INFORMATION PROVIDED Start Marker

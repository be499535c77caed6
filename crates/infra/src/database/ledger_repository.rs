//! SQLite-backed transaction ledger.
//!
//! Rows are insert-only; the schema rejects updates and deletes with
//! triggers.

use std::sync::Arc;

use async_trait::async_trait;
use rusqlite::{params, Connection, Row};
use tidyhome_core::LedgerRepository;
use tidyhome_domain::{LedgerEntry, Result as DomainResult};

use super::blocking::{enum_column, with_connection};
use super::manager::DbManager;

pub struct SqliteLedgerRepository {
    db: Arc<DbManager>,
}

impl SqliteLedgerRepository {
    pub fn new(db: Arc<DbManager>) -> Self {
        Self { db }
    }

    /// Reportable earnings of a worker for a tax year, in cents.
    pub async fn reportable_total(&self, worker_id: &str, tax_year: i32) -> DomainResult<i64> {
        let worker_id = worker_id.to_string();
        with_connection(&self.db, move |conn| {
            conn.query_row(
                "SELECT COALESCE(SUM(amount_cents), 0) FROM ledger_entries
                 WHERE worker_id = ?1 AND tax_year = ?2 AND reportable = 1",
                params![worker_id, tax_year],
                |row| row.get(0),
            )
        })
        .await
    }
}

#[async_trait]
impl LedgerRepository for SqliteLedgerRepository {
    async fn append(&self, entries: &[LedgerEntry]) -> DomainResult<()> {
        if entries.is_empty() {
            return Ok(());
        }
        let entries = entries.to_vec();
        with_connection(&self.db, move |conn| {
            let tx = conn.transaction()?;
            for entry in &entries {
                insert_entry(&tx, entry)?;
            }
            tx.commit()
        })
        .await
    }

    async fn list_for_job(&self, job_id: &str) -> DomainResult<Vec<LedgerEntry>> {
        let job_id = job_id.to_string();
        with_connection(&self.db, move |conn| {
            let mut stmt = conn.prepare(
                "SELECT id, job_id, worker_id, payout_id, kind, amount_cents, currency,
                        reportable, tax_year, transfer_id, created_at
                 FROM ledger_entries
                 WHERE job_id = ?1
                 ORDER BY created_at, rowid",
            )?;
            let rows = stmt.query_map(params![job_id], map_entry)?;
            rows.collect()
        })
        .await
    }
}

// ============================================================================
// Synchronous SQL Operations (called inside spawn_blocking)
// ============================================================================

fn insert_entry(conn: &Connection, entry: &LedgerEntry) -> rusqlite::Result<()> {
    conn.execute(
        "INSERT INTO ledger_entries (id, job_id, worker_id, payout_id, kind, amount_cents,
                currency, reportable, tax_year, transfer_id, created_at)
         VALUES (?1, ?2, ?3, ?4, ?5, ?6, ?7, ?8, ?9, ?10, ?11)",
        params![
            entry.id,
            entry.job_id,
            entry.worker_id,
            entry.payout_id,
            entry.kind.to_string(),
            entry.amount_cents,
            entry.currency,
            entry.reportable,
            entry.tax_year,
            entry.transfer_id,
            entry.created_at,
        ],
    )?;
    Ok(())
}

fn map_entry(row: &Row<'_>) -> rusqlite::Result<LedgerEntry> {
    Ok(LedgerEntry {
        id: row.get(0)?,
        job_id: row.get(1)?,
        worker_id: row.get(2)?,
        payout_id: row.get(3)?,
        kind: enum_column(row, 4)?,
        amount_cents: row.get(5)?,
        currency: row.get(6)?,
        reportable: row.get(7)?,
        tax_year: row.get(8)?,
        transfer_id: row.get(9)?,
        created_at: row.get(10)?,
    })
}
//! Loyalty tier service - recompute-on-read tier snapshots

use std::sync::Arc;

use chrono::Utc;
use tidyhome_domain::{LoyaltyTierSnapshot, Result};
use tracing::{debug, instrument};

use super::calculator::calculate_tier;
use super::ports::{PreferredSiteRepository, TierSnapshotRepository};
use crate::config_ports::{resolve_tier_config, ConfigStore};

/// Computes and stores a worker's loyalty tier.
///
/// The tier is always current as of the call: every recalculation counts
/// relationships again and reloads the active tier configuration. There is
/// no cache to invalidate when relationships change.
pub struct LoyaltyTierService {
    relationships: Arc<dyn PreferredSiteRepository>,
    snapshots: Arc<dyn TierSnapshotRepository>,
    config: Arc<dyn ConfigStore>,
}

impl LoyaltyTierService {
    pub fn new(
        relationships: Arc<dyn PreferredSiteRepository>,
        snapshots: Arc<dyn TierSnapshotRepository>,
        config: Arc<dyn ConfigStore>,
    ) -> Self {
        Self { relationships, snapshots, config }
    }

    /// Recount relationships, recalculate and persist the worker's tier.
    #[instrument(skip(self))]
    pub async fn recalculate_tier(&self, worker_id: &str) -> Result<LoyaltyTierSnapshot> {
        let count = self.relationships.count_for_worker(worker_id).await?;
        let config = resolve_tier_config(self.config.as_ref()).await?;
        let result = calculate_tier(count, &config);

        let snapshot =
            LoyaltyTierSnapshot::from_result(worker_id, count, &result, Utc::now().timestamp());
        self.snapshots.upsert(&snapshot).await?;

        debug!(
            tier = %snapshot.tier,
            preferred_sites = count,
            bonus_percent = %snapshot.bonus_percent,
            "loyalty tier recalculated"
        );
        Ok(snapshot)
    }

    /// Last stored snapshot without recomputing.
    ///
    /// Workers that were never calculated get the bronze/zero default.
    pub async fn tier_status(&self, worker_id: &str) -> Result<LoyaltyTierSnapshot> {
        Ok(self
            .snapshots
            .get(worker_id)
            .await?
            .unwrap_or_else(|| LoyaltyTierSnapshot::unranked(worker_id)))
    }
}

INFORMATION PROVIDED End Marker

**WORK TO BE COMPLETED**
Check each line of the records for the word "DomainResult" and extract those that contain it.

**TASK RESPONSE**
use tidyhome_domain::{LedgerEntry, Result as DomainResult};
    pub async fn reportable_total(&self, worker_id: &str, tax_year: i32) -> DomainResult<i64> {
    async fn append(&self, entries: &[LedgerEntry]) -> DomainResult<()> {
    async fn list_for_job(&self, job_id: &str) -> DomainResult<Vec<LedgerEntry>> {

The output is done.